# BRIEF:
Return only the final portion of the entries: the line with "pub mod content;" and every line after it, each one exact.

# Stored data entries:
====================

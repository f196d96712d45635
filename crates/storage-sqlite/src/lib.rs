//! SQLite storage implementation for the support portal.
//!
//! This crate provides all database-related functionality using Diesel ORM with SQLite.
//! It implements the repository traits defined in `helpdesk-core` and contains:
//! - Database connection pooling and management
//! - Diesel migrations
//! - Repository implementations for content and analytics events
//! - Database-specific model types (with Diesel derives)
//!
//! # Architecture
//!
//! This crate is the only place in the application where Diesel dependencies exist.
//! The core crate is database-agnostic and works with traits.
//!
//! ```text
//!        core (domain)
//!              │
//!              ▼
//!   storage-sqlite (this crate)
//!              │
//!              ▼
//!          SQLite DB
//! ```
//!
//! Reads go through the r2d2 pool; every write is funnelled through a single
//! writer task (`WriteHandle`) so SQLite never sees concurrent writers.

pub mod db;
pub mod errors;
pub mod schema;
pub mod utils;

// Repository implementations
pub mod analytics;
pub mod content;

// Re-export database utilities
pub use db::{
    create_pool, get_connection, init, ping, run_migrations, spawn_writer, DbConnection, DbPool,
    WriteHandle,
};

// Re-export storage errors and conversion helpers
pub use errors::{IntoCore, StorageError};

// Re-export from helpdesk-core for convenience
pub use helpdesk_core::errors::{DatabaseError, Error, Result};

====================

# WRITTEN RESPONSE:
pub mod content;

// Re-export database utilities
pub use db::{
    create_pool, get_connection, init, ping, run_migrations, spawn_writer, DbConnection, DbPool,
    WriteHandle,
};

// Re-export storage errors and conversion helpers
pub use errors::{IntoCore, StorageError};

// Re-export from helpdesk-core for convenience
pub use helpdesk_core::errors::{DatabaseError, Error, Result};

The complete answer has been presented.